**WHAT YOU SHOULD DO**. Report each line of the data that contains the string "products".

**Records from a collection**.
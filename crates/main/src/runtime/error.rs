////////////////////////////////////////////////////////////////////////////////
// This file is part of "Ad Astra", an embeddable scripting programming       //
// language platform.                                                         //
//                                                                            //
// This work is proprietary software with source-available code.              //
//                                                                            //
// To copy, use, distribute, or contribute to this work, you must agree to    //
// the terms of the General License Agreement:                                //
//                                                                            //
// https://github.com/Eliah-Lakhin/ad-astra/blob/master/EULA.md               //
//                                                                            //
// The agreement grants a Basic Commercial License, allowing you to use       //
// this work in non-commercial and limited commercial products with a total   //
// gross revenue cap. To remove this commercial limit for one of your         //
// products, you must acquire a Full Commercial License.                      //
//                                                                            //
// If you contribute to the source code, documentation, or related materials, //
// you must grant me an exclusive license to these contributions.             //
// Contributions are governed by the "Contributions" section of the General   //
// License Agreement.                                                         //
//                                                                            //
// Copying the work in parts is strictly forbidden, except as permitted       //
// under the General License Agreement.                                       //
//                                                                            //
// If you do not or cannot agree to the terms of this Agreement,              //
// do not use this work.                                                      //
//                                                                            //
// This work is provided "as is", without any warranties, express or implied, //
// except where such disclaimers are legally invalid.                         //
//                                                                            //
// Copyright (c) 2024 Ilya Lakhin (Илья Александрович Лахин).                 //
// All rights reserved.                                                       //
////////////////////////////////////////////////////////////////////////////////

use std::{
    error::Error as StdError,
    fmt::{Debug, Display, Formatter},
    result::Result as StdResult,
    sync::Arc,
};

use compact_str::CompactString;

use crate::runtime::{Member, TypeMeta};

/// A result of a runtime API call, which can either be a normal value or a
/// [RuntimeError].
pub type RuntimeResult<T> = StdResult<T, RuntimeError>;

/// A helper trait for the [RuntimeResult] object.
pub trait RuntimeResultExt {
    /// Replaces the error, if any, with its [normalized](normalize) root
    /// cause.
    fn normalized(self) -> Self;
}

impl<T> RuntimeResultExt for RuntimeResult<T> {
    #[inline(always)]
    fn normalized(self) -> Self {
        self.map_err(normalize)
    }
}

/// Strips the wrappers added by the reflective invocation machinery.
///
/// The [Invocation](RuntimeError::Invocation) and
/// [Propagated](RuntimeError::Propagated) variants are unwrapped repeatedly
/// until an error of any other kind is reached. Any other error is returned
/// unchanged.
///
/// ```
/// use ad_astra_reflect::runtime::{normalize, RuntimeError};
///
/// let cause = RuntimeError::raise_message("disk is full");
/// let wrapped = RuntimeError::Propagated {
///     cause: Box::new(RuntimeError::Propagated {
///         cause: Box::new(cause.clone()),
///     }),
/// };
///
/// assert_eq!(normalize(wrapped).to_string(), "disk is full");
/// ```
pub fn normalize(mut error: RuntimeError) -> RuntimeError {
    loop {
        match error {
            RuntimeError::Invocation { cause, .. } | RuntimeError::Propagated { cause } => {
                error = *cause;
            }

            other => return other,
        }
    }
}

/// Returns the [normalized](normalize) error as an [Err] result.
///
/// This function never returns [Ok], and is meant to be used in tail
/// position: `return raise(error)`.
#[inline(always)]
pub fn raise<T>(error: RuntimeError) -> RuntimeResult<T> {
    Err(normalize(error))
}

/// A description of a member lookup that found nothing.
#[derive(Clone, Debug, PartialEq)]
#[non_exhaustive]
pub enum Lookup {
    /// A field with the name, ignoring letter case.
    FieldName(CompactString),

    /// A field whose declared type is assignable to the type.
    FieldType(&'static TypeMeta),

    /// A field satisfying a user predicate.
    FieldPredicate,

    /// A method with the optional name, return type and parameter list.
    ///
    /// A `None` parameter slot stands for an argument of unknown type.
    Method {
        returns: Option<&'static TypeMeta>,
        name: Option<CompactString>,
        params: Option<Vec<Option<&'static TypeMeta>>>,
        filtered: bool,
    },

    /// A constructor with the parameter list.
    Constructor {
        params: Vec<Option<&'static TypeMeta>>,
    },
}

impl Display for Lookup {
    fn fmt(&self, formatter: &mut Formatter<'_>) -> std::fmt::Result {
        match self {
            Self::FieldName(name) => formatter.write_fmt(format_args!("field {name}")),

            Self::FieldType(ty) => formatter.write_fmt(format_args!("field of type {ty}")),

            Self::FieldPredicate => formatter.write_str("field matching predicate"),

            Self::Method {
                returns,
                name,
                params,
                filtered,
            } => {
                formatter.write_str("method ")?;

                match returns {
                    Some(ty) => Display::fmt(ty, formatter)?,
                    None => formatter.write_str("?")?,
                }

                formatter.write_str(" ")?;

                match name {
                    Some(name) => formatter.write_str(name)?,
                    None => formatter.write_str("?")?,
                }

                match params {
                    Some(params) => write_params(formatter, params)?,
                    None => formatter.write_str("(..)")?,
                }

                if *filtered {
                    formatter.write_str(" matching predicate")?;
                }

                Ok(())
            }

            Self::Constructor { params } => {
                formatter.write_str("constructor")?;
                write_params(formatter, params)
            }
        }
    }
}

fn write_params(
    formatter: &mut Formatter<'_>,
    params: &[Option<&'static TypeMeta>],
) -> std::fmt::Result {
    formatter.write_str("(")?;

    let mut is_first = true;

    for param in params {
        match is_first {
            true => is_first = false,
            false => formatter.write_str(", ")?,
        }

        match param {
            Some(ty) => Display::fmt(ty, formatter)?,
            None => formatter.write_str("?")?,
        }
    }

    formatter.write_str(")")
}

/// Represents any error that may occur during type introspection, member
/// resolution, or reflective member access.
///
/// This object implements the [Debug] and [Display] traits. The Display
/// implementation provides a brief description of the underlying error.
///
/// Errors raised by member bodies reach the caller of
/// [Method::invoke](crate::runtime::Method::invoke) wrapped into the
/// [Invocation](Self::Invocation) variant. Use [normalize] to get the original
/// failure back.
#[derive(Clone, Debug)]
#[non_exhaustive]
pub enum RuntimeError {
    /// Member resolution failed.
    NotFound {
        /// What was looked up.
        lookup: Lookup,

        /// The type where the lookup started.
        receiver_type: &'static TypeMeta,

        /// The name of a similar member of the type, if there is one.
        suggestion: Option<CompactString>,
    },

    /// There is no registered type with this canonical name.
    UnknownType {
        /// The requested name.
        name: CompactString,
    },

    /// The access override of the member was refused.
    AccessDenied {
        /// The member that refuses the override.
        member: Member,
    },

    /// An attempt to use a non-public member whose access was not overridden.
    Inaccessible {
        /// The member being accessed.
        member: Member,
    },

    /// The operation requires an object, but there is none.
    ObjectAbsent {
        /// A short name of the attempted operation.
        operation: &'static str,
    },

    /// A value cannot be used where the type is expected.
    TypeMismatch {
        /// The expected type.
        expected: &'static TypeMeta,

        /// The runtime type of the provided value. `None` for null.
        found: Option<&'static TypeMeta>,
    },

    /// The number of arguments differs from the number of declared
    /// parameters.
    ArityMismatch {
        /// The invoked member.
        member: Member,

        /// The number of arguments provided.
        arguments: usize,
    },

    /// An attempt to instantiate an interface or an abstract class.
    Instantiation {
        /// The type being instantiated.
        ty: &'static TypeMeta,
    },

    /// There is no implementation of the invoked method on the receiver's
    /// type.
    AbstractMethod {
        /// The invoked method.
        member: Member,
    },

    /// The body of an invoked member failed.
    Invocation {
        /// The invoked member.
        member: Member,

        /// The error raised by the body.
        cause: Box<RuntimeError>,
    },

    /// An error rethrown as is by a member body that called another member.
    Propagated {
        /// The rethrown error.
        cause: Box<RuntimeError>,
    },

    /// An arbitrary error raised by a member body.
    Raised {
        /// The underlying error.
        cause: Arc<dyn StdError + Send + Sync + 'static>,
    },

    /// A type with this canonical name is already registered.
    DuplicateType {
        /// The canonical name of the type.
        name: CompactString,
    },

    /// A type declares two members with the same identity.
    DuplicateMember {
        /// The canonical name of the declared type.
        owner: CompactString,

        /// The member description.
        member: CompactString,
    },

    /// A type declaration violates the type hierarchy rules.
    InvalidHierarchy {
        /// The canonical name of the declared type.
        ty: CompactString,

        /// The violated rule.
        reason: &'static str,
    },
}

impl Display for RuntimeError {
    fn fmt(&self, formatter: &mut Formatter<'_>) -> std::fmt::Result {
        match self {
            Self::NotFound {
                lookup,
                receiver_type,
                suggestion,
            } => {
                formatter.write_fmt(format_args!("could not find {lookup} in {receiver_type}"))?;

                if let Some(suggestion) = suggestion {
                    formatter.write_fmt(format_args!(", did you mean `{suggestion}`?"))?;
                }

                Ok(())
            }

            Self::UnknownType { name } => formatter.write_fmt(format_args!("unknown type {name}")),

            Self::AccessDenied { member } => {
                formatter.write_fmt(format_args!("could not override access for {member}"))
            }

            Self::Inaccessible { member } => {
                formatter.write_fmt(format_args!("{member} is not accessible"))
            }

            Self::ObjectAbsent { operation } => {
                formatter.write_fmt(format_args!("object not present ({operation})"))
            }

            Self::TypeMismatch { expected, found } => match found {
                Some(found) => {
                    formatter.write_fmt(format_args!("expected {expected}, found {found}"))
                }
                None => formatter.write_fmt(format_args!("expected {expected}, found null")),
            },

            Self::ArityMismatch { member, arguments } => formatter.write_fmt(format_args!(
                "{member} expects {} argument(s), but {arguments} provided",
                member.arity(),
            )),

            Self::Instantiation { ty } => {
                formatter.write_fmt(format_args!("cannot instantiate abstract type {ty}"))
            }

            Self::AbstractMethod { member } => {
                formatter.write_fmt(format_args!("{member} has no implementation"))
            }

            Self::Invocation { member, cause } => {
                formatter.write_fmt(format_args!("{member} failed: {cause}"))
            }

            Self::Propagated { cause } => Display::fmt(cause, formatter),

            Self::Raised { cause } => Display::fmt(cause, formatter),

            Self::DuplicateType { name } => {
                formatter.write_fmt(format_args!("type {name} is already declared"))
            }

            Self::DuplicateMember { owner, member } => {
                formatter.write_fmt(format_args!("{member} is already declared in {owner}"))
            }

            Self::InvalidHierarchy { ty, reason } => {
                formatter.write_fmt(format_args!("invalid declaration of {ty}: {reason}"))
            }
        }
    }
}

impl StdError for RuntimeError {
    #[inline]
    fn source(&self) -> Option<&(dyn StdError + 'static)> {
        match self {
            Self::Invocation { cause, .. } => Some(cause.as_ref()),
            Self::Propagated { cause } => Some(cause.as_ref()),
            Self::Raised { cause } => Some(cause.as_ref()),
            _ => None,
        }
    }
}

impl RuntimeError {
    /// Wraps an arbitrary error raised by a member body.
    #[inline(always)]
    pub fn raise(cause: impl StdError + Send + Sync + 'static) -> Self {
        Self::Raised {
            cause: Arc::new(cause),
        }
    }

    /// Creates an error with a plain text description.
    #[inline(always)]
    pub fn raise_message(message: impl Display) -> Self {
        Self::raise(MessageError(message.to_string()))
    }

    /// Wraps this error into the [Propagated](Self::Propagated) variant.
    #[inline(always)]
    pub fn propagate(self) -> Self {
        Self::Propagated {
            cause: Box::new(self),
        }
    }

    /// Returns the innermost cause of this error without consuming it.
    ///
    /// This is a borrowing counterpart of [normalize].
    pub fn root_cause(&self) -> &RuntimeError {
        let mut current = self;

        loop {
            match current {
                Self::Invocation { cause, .. } | Self::Propagated { cause } => current = &**cause,
                other => return other,
            }
        }
    }

    /// Returns true if this error is a member resolution failure.
    #[inline(always)]
    pub fn is_not_found(&self) -> bool {
        matches!(self, Self::NotFound { .. })
    }

    /// Returns true if this error reports a missing object.
    #[inline(always)]
    pub fn is_object_absent(&self) -> bool {
        matches!(self, Self::ObjectAbsent { .. })
    }
}

struct MessageError(String);

impl Debug for MessageError {
    #[inline(always)]
    fn fmt(&self, formatter: &mut Formatter<'_>) -> std::fmt::Result {
        Debug::fmt(&self.0, formatter)
    }
}

impl Display for MessageError {
    #[inline(always)]
    fn fmt(&self, formatter: &mut Formatter<'_>) -> std::fmt::Result {
        formatter.write_str(&self.0)
    }
}

impl StdError for MessageError {}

**SOLUTION**.
// this work in non-commercial and limited commercial products with a total   //
// products, you must acquire a Full Commercial License.                      //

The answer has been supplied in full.